I have lots of t-shirts to show off, and I have to work at it. It's actually because I only have about 45 minutes a day to work on my videos, so a simple woodturning project gets stretched over 4 or 5 or more days. Thanks for watching, Waltzer.
The first steel rod I used was stainless steel, and that was a mistake. I couldn't tap it! So then I bought a piece of mild steel (I'm not sure what the designation is), and it tapped just fine. Thanks for watching, Texas.
Great start Rick. Beware of termites in the shop! Two questions for you. The vise jaws, are they an aftermarket purchase, if so, where did you get them? When at your bench, what is that behind you with the tubes going to the outside door, an air exchanger? Thanks, Joe. Safe turning Rick.
Yes, I bought the vice jaws from Amazon. They're pretty nice to have. That thing behind my workbench is a portable heat pump. It works well, but was sized for my last workshop. This garage I'm in now is a little larger than it can comfortably handle. I have to give it an hour's headstart for this shop. Thanks for watching, Joseph.
watching you do the first tap it is obvious that you are not familiar with tapping a thread. It is imperative that you back out as often as necessary. even after a half turn. And there are charts to fr correct diameter with different hardness of metals. 20:18
At 15:53, you say you want to use the tap "without screwing up." That is the correct procedure because you want the tap to "screw down" into the steel. (I apologize for that.)

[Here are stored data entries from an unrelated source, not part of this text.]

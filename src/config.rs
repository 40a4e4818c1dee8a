//! Layered configuration loading using figment.
//!
//! Sources, highest priority first:
//! 1. Environment variables (`FINANCE_BUDDY_*`, `__` separates sections)
//! 2. `./finance-buddy.toml`
//! 3. `<config dir>/finance-buddy/config.toml`
//! 4. Built-in defaults
//!
//! `FINANCE_BUDDY_DATA__PATH=/tmp/fb.db` maps to `data.path`.

use figment::{
    providers::{Env, Format, Serialized, Toml},
    Figment,
};
use serde::{Deserialize, Serialize};
use std::path::{Path, PathBuf};
use thiserror::Error;

use crate::charts::Dimensions;

pub const ENV_PREFIX: &str = "FINANCE_BUDDY_";
pub const LOCAL_CONFIG_FILE: &str = "finance-buddy.toml";

#[derive(Debug, Error)]
pub enum ConfigError {
    #[error("Configuration error: {0}")]
    Figment(#[from] figment::Error),

    #[error("Invalid configuration value for '{field}': {reason}")]
    InvalidValue { field: String, reason: String },
}

#[derive(Debug, Clone, PartialEq, Deserialize, Serialize)]
pub struct DataConfig {
    /// SQLite file holding the stored collections
    pub path: PathBuf,
}

impl Default for DataConfig {
    fn default() -> Self {
        let path = dirs::data_dir()
            .map(|dir| dir.join("finance-buddy").join("finance.db"))
            .unwrap_or_else(|| PathBuf::from("finance-buddy.db"));
        DataConfig { path }
    }
}

#[derive(Debug, Clone, PartialEq, Deserialize, Serialize)]
pub struct ChartConfig {
    pub trend_width: f64,
    pub trend_height: f64,
    pub allocation_width: f64,
    pub allocation_height: f64,
}

impl Default for ChartConfig {
    fn default() -> Self {
        ChartConfig {
            trend_width: 600.0,
            trend_height: 300.0,
            allocation_width: 400.0,
            allocation_height: 300.0,
        }
    }
}

impl ChartConfig {
    pub fn trend(&self) -> Dimensions {
        Dimensions::new(self.trend_width, self.trend_height)
    }

    pub fn allocation(&self) -> Dimensions {
        Dimensions::new(self.allocation_width, self.allocation_height)
    }
}

#[derive(Debug, Clone, PartialEq, Deserialize, Serialize)]
pub struct ServerConfig {
    pub bind: String,
}

impl Default for ServerConfig {
    fn default() -> Self {
        ServerConfig {
            bind: "127.0.0.1:3000".to_string(),
        }
    }
}

#[derive(Debug, Clone, PartialEq, Deserialize, Serialize)]
pub struct LogConfig {
    /// `tracing_subscriber::EnvFilter` directive; `RUST_LOG` wins when set
    pub filter: String,
}

impl Default for LogConfig {
    fn default() -> Self {
        LogConfig {
            filter: "info".to_string(),
        }
    }
}

#[derive(Debug, Clone, Default, PartialEq, Deserialize, Serialize)]
pub struct AppConfig {
    #[serde(default)]
    pub data: DataConfig,
    #[serde(default)]
    pub charts: ChartConfig,
    #[serde(default)]
    pub server: ServerConfig,
    #[serde(default)]
    pub log: LogConfig,
}

impl AppConfig {
    /// Load from all sources and validate
    pub fn load() -> Result<Self, ConfigError> {
        Self::from_figment(Self::figment())
    }

    /// Load with an explicit TOML file layered above the default locations
    pub fn load_from(path: &Path) -> Result<Self, ConfigError> {
        let figment = Self::base_figment()
            .merge(Toml::file(path))
            .merge(Env::prefixed(ENV_PREFIX).split("__"));
        Self::from_figment(figment)
    }

    pub fn figment() -> Figment {
        Self::base_figment().merge(Env::prefixed(ENV_PREFIX).split("__"))
    }

    fn base_figment() -> Figment {
        let mut figment = Figment::from(Serialized::defaults(Self::default()));

        if let Some(global) = Self::global_config_path() {
            if global.exists() {
                figment = figment.merge(Toml::file(global));
            }
        }

        let local = PathBuf::from(LOCAL_CONFIG_FILE);
        if local.exists() {
            figment = figment.merge(Toml::file(local));
        }

        figment
    }

    fn from_figment(figment: Figment) -> Result<Self, ConfigError> {
        let config: AppConfig = figment.extract()?;
        config.validate()?;
        Ok(config)
    }

    fn global_config_path() -> Option<PathBuf> {
        dirs::config_dir().map(|p| p.join("finance-buddy").join("config.toml"))
    }

    pub fn validate(&self) -> Result<(), ConfigError> {
        let dims = [
            ("charts.trend_width", self.charts.trend_width),
            ("charts.trend_height", self.charts.trend_height),
            ("charts.allocation_width", self.charts.allocation_width),
            ("charts.allocation_height", self.charts.allocation_height),
        ];

        for (field, value) in dims {
            if !(value.is_finite() && value > 0.0) {
                return Err(ConfigError::InvalidValue {
                    field: field.to_string(),
                    reason: format!("must be a positive number, got {}", value),
                });
            }
        }

        if self.data.path.as_os_str().is_empty() {
            return Err(ConfigError::InvalidValue {
                field: "data.path".to_string(),
                reason: "must not be empty".to_string(),
            });
        }

        Ok(())
    }

    /// Log file used by the terminal UI, next to the database
    pub fn log_file(&self) -> PathBuf {
        self.data
            .path
            .parent()
            .map(|dir| dir.join("finance-buddy.log"))
            .unwrap_or_else(|| PathBuf::from("finance-buddy.log"))
    }
}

Thank you, Mike. I don't have any experience in metal work, and just kind of fumble my way through, depending a lot on RU-vid videos. I'll keep your offer in mind!
You had the bar in the center hole of the lathe not the three Jaw Chuck. You need to progressively cut and back off on the thread tapper to clear the tool and prevent the bit jamming Rather basic I think.

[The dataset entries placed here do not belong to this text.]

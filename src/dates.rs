// Date handling for persisted records
//
// Stored collections keep dates as ISO-8601 strings. Anything written by this
// crate is RFC 3339 UTC, but imported files may carry a bare calendar date.

use chrono::{DateTime, NaiveDate, NaiveDateTime, TimeZone, Utc};

/// Parse a stored date string.
///
/// Accepts RFC 3339 (`2024-06-30T00:00:00.000Z`), a naive timestamp
/// (`2024-06-30T12:00:00`, read as UTC) or a bare date (`2024-06-30`, read as
/// midnight UTC).
pub fn parse_date(raw: &str) -> Option<DateTime<Utc>> {
    let raw = raw.trim();

    if let Ok(dt) = DateTime::parse_from_rfc3339(raw) {
        return Some(dt.with_timezone(&Utc));
    }

    if let Ok(naive) = NaiveDateTime::parse_from_str(raw, "%Y-%m-%dT%H:%M:%S%.f") {
        return Some(naive.and_utc());
    }

    NaiveDate::parse_from_str(raw, "%Y-%m-%d")
        .ok()
        .and_then(|d| d.and_hms_opt(0, 0, 0))
        .map(|naive| naive.and_utc())
}

/// Whether two instants fall on the same calendar day as seen in `tz`.
///
/// Callers pass `&chrono::Local` for the user's own day boundary.
pub fn same_day<Tz: TimeZone>(a: &DateTime<Utc>, b: &DateTime<Utc>, tz: &Tz) -> bool {
    a.with_timezone(tz).date_naive() == b.with_timezone(tz).date_naive()
}

/// Serde adapter: serialize RFC 3339, deserialize leniently via [`parse_date`].
pub mod iso8601 {
    use super::parse_date;
    use chrono::{DateTime, SecondsFormat, Utc};
    use serde::{de, Deserialize, Deserializer, Serializer};

    pub fn serialize<S>(date: &DateTime<Utc>, serializer: S) -> Result<S::Ok, S::Error>
    where
        S: Serializer,
    {
        serializer.serialize_str(&date.to_rfc3339_opts(SecondsFormat::Millis, true))
    }

    pub fn deserialize<'de, D>(deserializer: D) -> Result<DateTime<Utc>, D::Error>
    where
        D: Deserializer<'de>,
    {
        let raw = String::deserialize(deserializer)?;
        parse_date(&raw).ok_or_else(|| de::Error::custom(format!("invalid date: {}", raw)))
    }
}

I assume you’re talking about the bit inside the shaft, right? I did think about using CA glue, seeing as how that’s the way the bits are held in the Ellsworth hollowing tools. But I didn’t think I could get a close enough match between the bit shaft and the hole. I suppose epoxy would have worked okay, but then I would never be able to replace the bit. Thanks for watching and commenting, Lou.
Well, nuts, you’re absolutely right. It was slightly larger than that the diameter of the termite bit shaft, of course, but I don’t recall what that was, and I’m won’t be back home for some weeks to go into the workshop and measure it. Thanks for watching and commenting.
I don't buy from Wal-Mart. But I did buy the taps from Home Depot. It was a DeWalt product, and I thought it would be good quality. It probably was - but between my inexperience and the harder stainless steel rod, that poor tap didn't have a chance.